The report entitled "Grave Violations Committed Against Children in 22 Situations of Concern" released last June 12 said two young boys were recruited by the Armed Forces of the Philippines (AFP) to help find a New People's Army (NPA) rebel camp in Mindanao.

“[We] remained concerned over the use of children by the national armed forces as guides and informants during military operations,” said the report. "In a verified case in July 2012, the Fifty-Seventh Infantry Battalion forced two boys aged 12 and 13 years to serve as guides to locate an NPA camp in North Cotabato Province."

Reached for comment Monday, AFP spokesperson Lt. Col. Ramon Zagala said the reported use of children in military operations is against their policy and they would have to check the veracity of the information.

"As a matter of policy, the AFP does not use children as guides during military operations so as not to endanger them," he said. "We will verify this information if there is any truth to it."

The UN report did acknowledge that the AFP has "issued directives prohibiting such use of children, assigning responsibility to commanders, institutionalizing investigations and putting in place corrective measures.”

The two guides were among 26 children—23 boys and three girls between 12 and 17 years—who were recruited by Philippine armed groups last year, the UN report said. 

The number included two who were reportedly used by the Moro Islamic Liberation Front (MILF), 11 by the New People’s Army (NPA), and 11 by the Abu Sayyaf bandit group. They were recruited in 11 separate incidents.

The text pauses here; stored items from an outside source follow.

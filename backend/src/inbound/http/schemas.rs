//! OpenAPI schema definitions for domain types.
//!
//! Domain types remain framework-agnostic by not deriving `ToSchema`. This
//! module provides the schema definitions required for OpenAPI documentation
//! using utoipa's external schema registration.
//!
//! The schema wrappers mirror the structure of their corresponding domain
//! types but live in the inbound adapter layer where framework concerns belong.

use utoipa::ToSchema;

/// OpenAPI schema for [`crate::domain::ErrorType`].
#[derive(ToSchema)]
#[schema(as = crate::domain::ErrorType)]
pub enum ErrorTypeSchema {
    /// Upstream API failure.
    #[schema(rename = "API_ERROR")]
    ApiError,
    /// Rejected form field.
    #[schema(rename = "FORM_ERROR")]
    FormError,
    /// Failed validation rule.
    #[schema(rename = "VALIDATION_ERROR")]
    ValidationError,
    /// Transport failure.
    #[schema(rename = "NETWORK_ERROR")]
    NetworkError,
    /// Missing or invalid credentials.
    #[schema(rename = "AUTHENTICATION_ERROR")]
    AuthenticationError,
    /// Action not permitted.
    #[schema(rename = "AUTHORIZATION_ERROR")]
    AuthorizationError,
    /// Resource does not exist.
    #[schema(rename = "NOT_FOUND_ERROR")]
    NotFoundError,
    /// Unexpected server failure.
    #[schema(rename = "SERVER_ERROR")]
    ServerError,
    /// Anything else.
    #[schema(rename = "UNKNOWN_ERROR")]
    UnknownError,
}

/// OpenAPI schema for [`crate::domain::ErrorSeverity`].
#[derive(ToSchema)]
#[schema(as = crate::domain::ErrorSeverity)]
pub enum ErrorSeveritySchema {
    /// User-correctable.
    #[schema(rename = "LOW")]
    Low,
    /// Request-level failure.
    #[schema(rename = "MEDIUM")]
    Medium,
    /// Server or upstream failure.
    #[schema(rename = "HIGH")]
    High,
    /// Needs immediate attention.
    #[schema(rename = "CRITICAL")]
    Critical,
}

/// OpenAPI schema for [`crate::domain::AppError`] as clients receive it.
///
/// Variant-specific fields are present only for the matching `type`.
#[derive(ToSchema)]
#[schema(as = crate::domain::AppError, rename_all = "camelCase")]
#[expect(
    dead_code,
    reason = "Used only for OpenAPI schema generation via utoipa"
)]
pub struct AppErrorSchema {
    /// Error kind discriminator.
    #[schema(rename = "type")]
    error_type: ErrorTypeSchema,
    /// Message safe to show to the guest.
    #[schema(example = "ページが見つかりませんでした。")]
    message: String,
    /// Severity classification.
    severity: ErrorSeveritySchema,
    /// RFC 3339 timestamp.
    #[schema(example = "2026-10-14T09:30:15Z")]
    timestamp: String,
    /// Machine-readable code.
    code: Option<String>,
    /// Where the error was raised.
    location: Option<String>,
    /// Message safe to show to the guest.
    user_message: Option<String>,
    /// Upstream HTTP status (`API_ERROR`); `0` when unreachable.
    #[schema(example = 503)]
    status_code: Option<u16>,
    /// Upstream endpoint (`API_ERROR`).
    endpoint: Option<String>,
    /// Correlation id (`API_ERROR`).
    request_id: Option<String>,
    /// Offending field (`FORM_ERROR`, `VALIDATION_ERROR`).
    #[schema(example = "email")]
    field: Option<String>,
    /// Rule that rejected the field.
    #[schema(example = "required")]
    validation_rule: Option<String>,
    /// Failing URL (`NETWORK_ERROR`).
    url: Option<String>,
    /// `CONNECTION`, `TIMEOUT`, `DNS` or `UNKNOWN` (`NETWORK_ERROR`).
    network_error_type: Option<String>,
}

/// Failure envelope returned by envelope routes.
#[derive(ToSchema)]
#[schema(rename_all = "camelCase")]
#[expect(
    dead_code,
    reason = "Used only for OpenAPI schema generation via utoipa"
)]
pub struct ErrorEnvelopeSchema {
    /// Always `false`.
    #[schema(example = false)]
    success: bool,
    /// The redacted error.
    error: AppErrorSchema,
    /// Request id of the failed call.
    response_id: Option<String>,
}

/// OpenAPI schema for [`crate::domain::PostalCodeAddress`].
#[derive(ToSchema)]
#[schema(as = crate::domain::PostalCodeAddress)]
#[expect(
    dead_code,
    reason = "Used only for OpenAPI schema generation via utoipa"
)]
pub struct PostalCodeAddressSchema {
    #[schema(example = "1000001")]
    zip_code: Option<String>,
    #[schema(example = "13")]
    pref_code: Option<String>,
    #[schema(example = "東京都")]
    pref_name: Option<String>,
    pref_kana: Option<String>,
    city_code: Option<String>,
    #[schema(example = "千代田区")]
    city_name: Option<String>,
    city_kana: Option<String>,
    #[schema(example = "千代田")]
    town_name: Option<String>,
    town_kana: Option<String>,
    block_name: Option<String>,
    biz_name: Option<String>,
    other_name: Option<String>,
    address: Option<String>,
}

/// OpenAPI schema for [`crate::domain::PostalCodeLookup`].
#[derive(ToSchema)]
#[schema(as = crate::domain::PostalCodeLookup)]
#[expect(
    dead_code,
    reason = "Used only for OpenAPI schema generation via utoipa"
)]
pub struct PostalCodeLookupSchema {
    /// Matching addresses.
    addresses: Vec<PostalCodeAddressSchema>,
    /// Search mode reported upstream.
    #[schema(example = "zipcode")]
    searchtype: Option<String>,
    limit: Option<u32>,
    count: Option<u32>,
    page: Option<u32>,
}

/// OpenAPI schema for [`crate::domain::InviteType`].
#[derive(ToSchema)]
#[schema(as = crate::domain::InviteType)]
pub enum InviteTypeSchema {
    /// Wedding ceremony.
    #[schema(rename = "挙式")]
    Ceremony,
    /// Reception.
    #[schema(rename = "披露宴")]
    Reception,
    /// After-party.
    #[schema(rename = "二次会")]
    Afterparty,
}

/// OpenAPI schema for [`crate::domain::EventDefinition`].
#[derive(ToSchema)]
#[schema(as = crate::domain::EventDefinition, rename_all = "camelCase")]
#[expect(
    dead_code,
    reason = "Used only for OpenAPI schema generation via utoipa"
)]
pub struct EventDefinitionSchema {
    kind: InviteTypeSchema,
    #[schema(example = "披露宴")]
    title: String,
    #[schema(example = "2027-04-24")]
    date: String,
    #[schema(example = "12:00")]
    start_time: String,
    #[schema(example = "11:30")]
    doors_open: String,
    venue: String,
    address: String,
}

/// OpenAPI schema for [`crate::domain::GuestInvitation`].
#[derive(ToSchema)]
#[schema(as = crate::domain::GuestInvitation)]
#[expect(
    dead_code,
    reason = "Used only for OpenAPI schema generation via utoipa"
)]
pub struct GuestInvitationSchema {
    /// Invitation id from the CMS.
    id: String,
    /// Guest name.
    name: String,
    /// Events the guest is invited to, in programme order.
    events: Vec<EventDefinitionSchema>,
}

/// Success envelope of `GET /api/invitations/{invitationId}`.
#[derive(ToSchema)]
#[schema(rename_all = "camelCase")]
#[expect(
    dead_code,
    reason = "Used only for OpenAPI schema generation via utoipa"
)]
pub struct GuestInvitationEnvelopeSchema {
    #[schema(example = true)]
    success: bool,
    data: GuestInvitationSchema,
    response_id: Option<String>,
}

/// OpenAPI schema for [`crate::domain::Attendance`].
#[derive(ToSchema)]
#[schema(as = crate::domain::Attendance)]
pub enum AttendanceSchema {
    /// Will attend.
    #[schema(rename = "attending")]
    Attending,
    /// Will not attend.
    #[schema(rename = "declining")]
    Declining,
}

/// OpenAPI schema for [`crate::domain::RsvpSubmission`].
#[derive(ToSchema)]
#[schema(as = crate::domain::RsvpSubmission, rename_all = "camelCase")]
#[expect(
    dead_code,
    reason = "Used only for OpenAPI schema generation via utoipa"
)]
pub struct RsvpSubmissionSchema {
    invitation_id: Option<String>,
    #[schema(example = "山田 花子")]
    name: String,
    #[schema(example = "やまだ はなこ")]
    furigana: String,
    #[schema(example = "hanako@example.com")]
    email: String,
    #[schema(example = "090-1234-5678")]
    phone: Option<String>,
    #[schema(example = "150-0043")]
    postal_code: Option<String>,
    address: Option<String>,
    attendance: AttendanceSchema,
    /// Number of companions, 0 to 5.
    #[schema(minimum = 0, maximum = 5)]
    companions: u8,
    allergies: Option<String>,
    message: Option<String>,
}

/// Success envelope of `POST /api/rsvp`, wrapping the endpoint reply.
#[derive(ToSchema)]
#[schema(rename_all = "camelCase")]
#[expect(
    dead_code,
    reason = "Used only for OpenAPI schema generation via utoipa"
)]
pub struct RsvpReplyEnvelopeSchema {
    #[schema(example = true)]
    success: bool,
    /// Reply of the RSVP endpoint: parsed JSON, or its raw text.
    #[schema(value_type = Object)]
    data: serde_json::Value,
    response_id: Option<String>,
}
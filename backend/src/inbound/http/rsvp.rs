//! RSVP submission endpoint.
//!
//! ```text
//! POST /api/rsvp
//! ```

use actix_web::{HttpResponse, post, web};
use tracing::info;

use crate::domain::{AppError, RequestId, RsvpSubmission, create_success_response};
use crate::inbound::http::ApiResult;
use crate::inbound::http::schemas::{
    ErrorEnvelopeSchema, RsvpReplyEnvelopeSchema, RsvpSubmissionSchema,
};
use crate::inbound::http::state::HttpState;

/// Validate and deliver an RSVP.
///
/// Only the first failing field is reported in the envelope; every failure
/// is logged in development.
#[utoipa::path(
    post,
    path = "/api/rsvp",
    request_body = RsvpSubmissionSchema,
    responses(
        (status = 200, description = "Submission delivered", body = RsvpReplyEnvelopeSchema),
        (status = 400, description = "A field failed validation", body = ErrorEnvelopeSchema),
        (status = 500, description = "RSVP endpoint not configured", body = ErrorEnvelopeSchema),
        (status = 502, description = "RSVP endpoint unreachable", body = ErrorEnvelopeSchema)
    ),
    tags = ["rsvp"],
    operation_id = "submitRsvp"
)]
#[post("/rsvp")]
pub async fn submit_rsvp(
    state: web::Data<HttpState>,
    submission: web::Json<RsvpSubmission>,
) -> ApiResult<HttpResponse> {
    let submission = submission.into_inner();
    if let Err(errors) = submission.validate() {
        for error in &errors {
            state.logger.log_form_error(error, "rsvp");
        }
        if let Some(first) = errors.into_iter().next() {
            return Err(first);
        }
    }
    let reply = state
        .rsvp
        .submit(&submission)
        .await
        .map_err(AppError::from)
        .inspect_err(|error| state.logger.log_error(error, Some("rsvp")))?;
    info!(attendance = ?submission.attendance, "RSVP submitted");
    Ok(HttpResponse::Ok().json(
        create_success_response(reply).with_response_id(RequestId::current().map(String::from)),
    ))
}
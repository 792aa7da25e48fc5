//! Invitation backend entry-point: loads settings and serves the `/api` routes.

mod server;

use std::net::SocketAddr;

use actix_web::web;
use tracing::warn;
use tracing_subscriber::{EnvFilter, fmt};

use invitation::config::Settings;
use invitation::inbound::http::health::HealthState;

use server::{ServerConfig, create_server};

/// Application bootstrap.
#[actix_web::main]
async fn main() -> std::io::Result<()> {
    if let Err(e) = fmt()
        .with_env_filter(EnvFilter::from_default_env())
        .json()
        .try_init()
    {
        warn!(error = %e, "tracing init failed");
    }

    let settings = Settings::load_from_iter(std::env::args_os())
        .map_err(|e| std::io::Error::other(e.to_string()))?;
    let bind_addr: SocketAddr = settings.invitation.bind_addr().parse().map_err(|e| {
        std::io::Error::other(format!(
            "invalid bind address {}: {e}",
            settings.invitation.bind_addr()
        ))
    })?;

    let config = ServerConfig::new(bind_addr, settings);
    #[cfg(feature = "metrics")]
    let config = config.with_metrics(server::make_metrics());

    let health_state = web::Data::new(HealthState::new());
    let server = create_server(health_state, config)?;
    server.await
}
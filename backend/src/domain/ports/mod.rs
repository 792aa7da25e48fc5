//! Domain ports and supporting types for the hexagonal boundary.
//!
//! Each driven collaborator (the CMS, the postal-code API and the RSVP
//! endpoint) sits behind a trait with its own error enum. Every port error
//! converts into an [`AppError`](crate::domain::AppError) so inbound
//! adapters can render it as an envelope.

mod macros;
pub(crate) use macros::define_port_error;

mod guest_repository;
mod postal_code_source;
mod rsvp_gateway;

#[cfg(test)]
pub use guest_repository::MockGuestRepository;
pub use guest_repository::{
    FixtureGuestRepository, GuestLookup, GuestRepository, GuestRepositoryError,
};
#[cfg(test)]
pub use postal_code_source::MockPostalCodeSource;
pub use postal_code_source::{PostalCodeSource, PostalCodeSourceError};
#[cfg(test)]
pub use rsvp_gateway::MockRsvpGateway;
pub use rsvp_gateway::{FixtureRsvpGateway, RsvpGateway, RsvpGatewayError};
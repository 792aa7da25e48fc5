//! microCMS-backed [`GuestRepository`].

use async_trait::async_trait;

use super::client::{GetRequest, MicroCmsClient};
use super::dto::GuestContentDto;
use crate::domain::error_messages::RESPONSE_PARSE_FAILURE_MESSAGE;
use crate::domain::ports::{GuestLookup, GuestRepository, GuestRepositoryError};
use crate::domain::{ApiResponse, AppError, GuestRecord};
use crate::outbound::http_normalizer::RESPONSE_PARSE_FAILURE_CODE;

/// Default microCMS endpoint holding guest records.
pub const DEFAULT_GUEST_ENDPOINT: &str = "guests";

enum Backend {
    Ready(MicroCmsClient),
    Unconfigured(String),
}

/// Guest repository reading one microCMS list endpoint.
pub struct MicroCmsGuestRepository {
    backend: Backend,
    endpoint: String,
}

impl MicroCmsGuestRepository {
    /// Repository reading `endpoint` through `client`.
    pub fn new(client: MicroCmsClient, endpoint: impl Into<String>) -> Self {
        Self {
            backend: Backend::Ready(client),
            endpoint: endpoint.into(),
        }
    }

    /// Repository whose every call fails with
    /// [`GuestRepositoryError::Configuration`].
    pub fn unconfigured(reason: impl Into<String>) -> Self {
        Self {
            backend: Backend::Unconfigured(reason.into()),
            endpoint: DEFAULT_GUEST_ENDPOINT.to_owned(),
        }
    }

    fn client(&self) -> Result<&MicroCmsClient, GuestRepositoryError> {
        match &self.backend {
            Backend::Ready(client) => Ok(client),
            Backend::Unconfigured(reason) => {
                Err(GuestRepositoryError::configuration(reason.as_str()))
            }
        }
    }
}

fn map_app_error(error: &AppError) -> GuestRepositoryError {
    match error {
        AppError::Api(api) if api.status_code == 0 => {
            GuestRepositoryError::transport(api.context.message.as_str())
        }
        AppError::Api(api)
            if api.context.code.as_deref() == Some(RESPONSE_PARSE_FAILURE_CODE) =>
        {
            let cause = api
                .context
                .details
                .as_ref()
                .and_then(|details| details.get("cause"))
                .and_then(serde_json::Value::as_str)
                .unwrap_or(RESPONSE_PARSE_FAILURE_MESSAGE);
            GuestRepositoryError::decode(cause)
        }
        AppError::Api(api) => {
            GuestRepositoryError::upstream(api.status_code, api.context.message.as_str())
        }
        other => GuestRepositoryError::transport(other.message()),
    }
}

#[async_trait]
impl GuestRepository for MicroCmsGuestRepository {
    async fn find_by_invitation_id(
        &self,
        lookup: &GuestLookup,
    ) -> Result<Option<GuestRecord>, GuestRepositoryError> {
        let client = self.client()?;
        let envelope: ApiResponse<GuestContentDto> = client
            .get(&GetRequest {
                endpoint: self.endpoint.clone(),
                content_id: Some(lookup.invitation_id.clone()),
                draft_key: lookup.draft_key.clone(),
            })
            .await;
        match envelope.into_result() {
            Ok(content) => Ok(Some(content.into())),
            Err(error) if error.status_code() == Some(404) => Ok(None),
            Err(error) => Err(map_app_error(&error)),
        }
    }

    async fn all_invitation_ids(&self) -> Result<Vec<String>, GuestRepositoryError> {
        let client = self.client()?;
        client
            .all_content_ids(&self.endpoint)
            .await
            .into_result()
            .map_err(|error| map_app_error(&error))
    }
}
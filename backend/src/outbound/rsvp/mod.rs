//! RSVP delivery adapters.

mod apps_script;

pub use apps_script::AppsScriptRsvpGateway;
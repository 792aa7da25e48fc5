//! Middleware scoping each request to a [`RequestId`].
//!
//! An incoming `x-request-id` header is reused when it is a valid id;
//! otherwise a fresh one is generated. The id is echoed on the response and
//! is visible to handlers and outbound adapters via [`RequestId::current`].
//!
//! Tokio task-local variables are not inherited across spawned tasks. Use
//! [`RequestId::scope`] when spawning new tasks so the id follows the work.

use std::task::{Context, Poll};

use actix_web::Error;
use actix_web::dev::{Service, ServiceRequest, ServiceResponse, Transform};
use actix_web::http::header::{HeaderName, HeaderValue};
use futures_util::future::{LocalBoxFuture, Ready, ready};
use tracing::{Instrument, error, info_span};

use crate::domain::RequestId;

/// Header carrying the request id in both directions.
pub const REQUEST_ID_HEADER: &str = "x-request-id";

fn incoming_request_id(req: &ServiceRequest) -> Option<RequestId> {
    req.headers()
        .get(REQUEST_ID_HEADER)
        .and_then(|value| value.to_str().ok())
        .and_then(|value| RequestId::new(value).ok())
}

/// Request-id middleware.
///
/// # Examples
/// ```
/// use actix_web::App;
/// use invitation::middleware::RequestTracking;
///
/// let app = App::new().wrap(RequestTracking);
/// ```
#[derive(Clone)]
pub struct RequestTracking;

impl<S, B> Transform<S, ServiceRequest> for RequestTracking
where
    S: Service<ServiceRequest, Response = ServiceResponse<B>, Error = Error> + 'static,
    S::Future: 'static,
    B: 'static,
{
    type Response = ServiceResponse<B>;
    type Error = Error;
    type InitError = ();
    type Transform = RequestTrackingMiddleware<S>;
    type Future = Ready<Result<Self::Transform, Self::InitError>>;

    fn new_transform(&self, service: S) -> Self::Future {
        ready(Ok(RequestTrackingMiddleware { service }))
    }
}

/// Service wrapper produced by [`RequestTracking`].
pub struct RequestTrackingMiddleware<S> {
    service: S,
}

impl<S, B> Service<ServiceRequest> for RequestTrackingMiddleware<S>
where
    S: Service<ServiceRequest, Response = ServiceResponse<B>, Error = Error> + 'static,
    S::Future: 'static,
    B: 'static,
{
    type Response = ServiceResponse<B>;
    type Error = Error;
    type Future = LocalBoxFuture<'static, Result<Self::Response, Self::Error>>;

    fn poll_ready(&self, cx: &mut Context<'_>) -> Poll<Result<(), Self::Error>> {
        self.service.poll_ready(cx)
    }

    fn call(&self, req: ServiceRequest) -> Self::Future {
        let request_id = incoming_request_id(&req).unwrap_or_else(RequestId::generate);
        let span = info_span!(
            "request",
            request_id = %request_id,
            method = %req.method(),
            path = %req.path()
        );
        let header_value = request_id.to_string();
        let fut = RequestId::scope(request_id.clone(), self.service.call(req));
        Box::pin(
            async move {
                let mut res = fut.await?;
                match HeaderValue::from_str(&header_value) {
                    Ok(value) => {
                        res.response_mut()
                            .headers_mut()
                            .insert(HeaderName::from_static(REQUEST_ID_HEADER), value);
                    }
                    Err(error) => {
                        error!(%error, request_id = %request_id, "failed to encode request id header");
                    }
                }
                Ok(res)
            }
            .instrument(span),
        )
    }
}
//! OpenAPI documentation configuration.
//!
//! This module defines the [`ApiDoc`] struct which generates the OpenAPI
//! specification for the HTTP API. It registers:
//!
//! - **Paths**: every endpoint from the inbound layer (events, invitations,
//!   postal-code proxy, RSVP, health)
//! - **Schemas**: domain type wrappers from
//!   [`crate::inbound::http::schemas`] that provide OpenAPI definitions
//!   without coupling domain types to the utoipa framework
//!
//! The generated specification is used by Swagger UI (debug builds) and
//! exported via `cargo run --bin openapi-dump` for external tooling.

use crate::inbound::http::events::EventsResponse;
use crate::inbound::http::postal_code::PostalCodeErrorBody;
use crate::inbound::http::schemas::{
    AppErrorSchema, AttendanceSchema, ErrorEnvelopeSchema, ErrorSeveritySchema, ErrorTypeSchema,
    EventDefinitionSchema, GuestInvitationEnvelopeSchema, GuestInvitationSchema,
    InviteTypeSchema, PostalCodeAddressSchema, PostalCodeLookupSchema, RsvpReplyEnvelopeSchema,
    RsvpSubmissionSchema,
};
use utoipa::OpenApi;

/// OpenAPI document for the HTTP API.
/// Swagger UI is enabled in debug builds only and used by tooling.
#[derive(OpenApi)]
#[openapi(
    info(
        title = "Wedding invitation API",
        description = "Per-guest invitation data, RSVP submission and the postal-code lookup proxy."
    ),
    servers(
        (url = "/", description = "Relative to the deployment base URL")
    ),
    paths(
        crate::inbound::http::events::list_events,
        crate::inbound::http::invitations::get_invitation,
        crate::inbound::http::postal_code::lookup_postal_code,
        crate::inbound::http::postal_code::search_address,
        crate::inbound::http::rsvp::submit_rsvp,
        crate::inbound::http::health::ready,
        crate::inbound::http::health::live,
    ),
    components(schemas(
        AppErrorSchema,
        AttendanceSchema,
        ErrorEnvelopeSchema,
        ErrorSeveritySchema,
        ErrorTypeSchema,
        EventDefinitionSchema,
        EventsResponse,
        GuestInvitationEnvelopeSchema,
        GuestInvitationSchema,
        InviteTypeSchema,
        PostalCodeAddressSchema,
        PostalCodeErrorBody,
        PostalCodeLookupSchema,
        RsvpReplyEnvelopeSchema,
        RsvpSubmissionSchema,
    )),
    tags(
        (name = "invitations", description = "Guest invitations and their events"),
        (name = "postal-code", description = "Postal-code lookup proxy"),
        (name = "rsvp", description = "RSVP submission"),
        (name = "health", description = "Endpoints for health checks")
    )
)]
pub struct ApiDoc;
//! RSVP form submissions.
//!
//! The site posts the form as camelCase JSON. [`RsvpSubmission::validate`]
//! checks every field and reports each failure as an [`AppError::Form`] whose
//! user message comes from the form message table.

use serde::{Deserialize, Serialize};
use serde_json::Value;

use super::error::AppError;
use super::error_builders::{FieldErrorOptions, create_form_error};
use super::postal_code::validate_postal_code;

/// Largest companion count a guest may register.
pub const MAX_COMPANIONS: u8 = 5;
const MAX_NAME_CHARS: usize = 50;
const MAX_ADDRESS_CHARS: usize = 200;
const MAX_TEXT_CHARS: usize = 1000;

/// Whether the guest will attend.
#[derive(Debug, Clone, Copy, PartialEq, Eq, Serialize, Deserialize)]
#[serde(rename_all = "lowercase")]
pub enum Attendance {
    /// The guest will attend.
    Attending,
    /// The guest sends regrets.
    Declining,
}

/// RSVP form payload.
#[derive(Debug, Clone, PartialEq, Eq, Serialize, Deserialize)]
#[serde(rename_all = "camelCase")]
pub struct RsvpSubmission {
    /// Invitation the reply belongs to, when the guest arrived via a link.
    #[serde(default, skip_serializing_if = "Option::is_none")]
    pub invitation_id: Option<String>,
    /// Guest's full name.
    #[serde(default)]
    pub name: String,
    /// Name reading in hiragana.
    #[serde(default)]
    pub furigana: String,
    /// Contact email.
    #[serde(default)]
    pub email: String,
    /// Contact phone, digits with optional hyphens.
    #[serde(default, skip_serializing_if = "Option::is_none")]
    pub phone: Option<String>,
    /// Postal code for mailed items.
    #[serde(default, skip_serializing_if = "Option::is_none")]
    pub postal_code: Option<String>,
    /// Postal address.
    #[serde(default, skip_serializing_if = "Option::is_none")]
    pub address: Option<String>,
    /// Attendance reply; absent until the guest picks one.
    #[serde(default)]
    pub attendance: Option<Attendance>,
    /// Additional people attending with the guest.
    #[serde(default)]
    pub companions: u8,
    /// Dietary restrictions.
    #[serde(default, skip_serializing_if = "Option::is_none")]
    pub allergies: Option<String>,
    /// Free-form message to the couple.
    #[serde(default, skip_serializing_if = "Option::is_none")]
    pub message: Option<String>,
}

fn reject(field: &str, rule: &str, message: &str, input: impl Into<Value>) -> AppError {
    create_form_error(FieldErrorOptions::new(message, field, rule).input_value(input))
}

fn is_hiragana_reading(value: &str) -> bool {
    value
        .chars()
        .all(|c| matches!(c, 'ぁ'..='ゖ' | 'ー' | ' ' | '\u{3000}'))
}

fn is_plausible_email(value: &str) -> bool {
    let Some((local, domain)) = value.split_once('@') else {
        return false;
    };
    !local.is_empty()
        && !domain.contains('@')
        && domain
            .split_once('.')
            .is_some_and(|(host, tld)| !host.is_empty() && !tld.is_empty())
        && !value.chars().any(char::is_whitespace)
}

fn is_phone_number(value: &str) -> bool {
    let digits: Vec<char> = value.chars().filter(|c| *c != '-').collect();
    matches!(digits.len(), 10 | 11) && digits.iter().all(char::is_ascii_digit)
}

fn non_blank(value: Option<&str>) -> Option<&str> {
    value.map(str::trim).filter(|v| !v.is_empty())
}

impl RsvpSubmission {
    /// Check every field, returning all failures at once.
    ///
    /// # Examples
    /// ```
    /// use invitation::domain::RsvpSubmission;
    ///
    /// let submission: RsvpSubmission = serde_json::from_value(serde_json::json!({
    ///     "name": "山田 花子",
    ///     "furigana": "やまだ はなこ",
    ///     "email": "hanako@example.com",
    ///     "attendance": "attending",
    /// }))
    /// .expect("decode submission");
    /// assert!(submission.validate().is_ok());
    /// ```
    pub fn validate(&self) -> Result<(), Vec<AppError>> {
        let mut errors = Vec::new();

        let name = self.name.trim();
        if name.is_empty() {
            errors.push(reject("name", "required", "name is empty", name));
        } else if name.chars().count() > MAX_NAME_CHARS {
            errors.push(reject("name", "maxLength", "name is too long", name));
        }

        let furigana = self.furigana.trim();
        if furigana.is_empty() {
            errors.push(reject("furigana", "required", "furigana is empty", furigana));
        } else if !is_hiragana_reading(furigana) {
            errors.push(reject(
                "furigana",
                "pattern",
                "furigana must be hiragana",
                furigana,
            ));
        }

        let email = self.email.trim();
        if email.is_empty() {
            errors.push(reject("email", "required", "email is empty", email));
        } else if !is_plausible_email(email) {
            errors.push(reject("email", "email", "email is malformed", email));
        }

        if let Some(phone) = non_blank(self.phone.as_deref()) {
            if !is_phone_number(phone) {
                errors.push(reject("phone", "phone", "phone is malformed", phone));
            }
        }

        if let Some(code) = non_blank(self.postal_code.as_deref()) {
            if !validate_postal_code(code) {
                errors.push(reject(
                    "postalCode",
                    "postalCode",
                    "postal code is malformed",
                    code,
                ));
            }
        }

        if self
            .address
            .as_deref()
            .is_some_and(|address| address.chars().count() > MAX_ADDRESS_CHARS)
        {
            errors.push(reject(
                "address",
                "maxLength",
                "address is too long",
                Value::Null,
            ));
        }

        if self.attendance.is_none() {
            errors.push(reject(
                "attendance",
                "required",
                "attendance is missing",
                Value::Null,
            ));
        }

        if self.companions > MAX_COMPANIONS {
            errors.push(reject(
                "companions",
                "maxLength",
                "too many companions",
                self.companions,
            ));
        }

        for (field, text) in [
            ("allergies", self.allergies.as_deref()),
            ("message", self.message.as_deref()),
        ] {
            if text.is_some_and(|t| t.chars().count() > MAX_TEXT_CHARS) {
                errors.push(reject(
                    field,
                    "maxLength",
                    "text exceeds the length limit",
                    Value::Null,
                ));
            }
        }

        if errors.is_empty() {
            Ok(())
        } else {
            Err(errors)
        }
    }
}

"The Abu Sayyaf, NPA and MILF continue to be cited in the UN blacklist of parties that recruit or use children, kill or maim children, commit rape and other forms of sexual violence against children, or engage in attacks on schools or hospitals in situations of armed conflict," the report said.

Schools for military use

The UN also questioned the AFP for its alleged use of schools, saying while stationing military units in schools does not directly mean recruitment, the cancellation of classes for children have an adverse effect on their education.

“In four verified incidents, the national armed forces stationed military units in public elementary schools in Mindanao. In June 2012, the country task force verified that three units of the national armed forces had established a detachment next to Salipongan Primary School in Tugaya municipality, Lanao del Sur Province, resulting in the closure of the school for two weeks,” the report said.

The UN said this has been brought to the AFP's attention and that the military is “preparing draft guidelines on the conduct of operations inside or within the immediate premises of schools and hospitals, which are expected to be launched as an operational directive during the first half of 2013."

Zagala, for his part, said, "We respect the use of these schools as instruments of learning and these should not be used by any military units for any purpose."

2012 figure lower by half

While the number remains considerably high, one positive sign is that child soldier recruitment in the Philippines has been cut by more than half from the previous year, according to the UN report.

“That figure represents a decrease in 2012, given that there were 54 incidents affecting 33 boys and 21 girls in 2011,” the report said.

However, the actual number of children soldiers in the country could be higher as the data does not include those recruited by other armed groups, such as the MILF splinter group Bangsamoro Islamic Freedom Fighters (BIFF).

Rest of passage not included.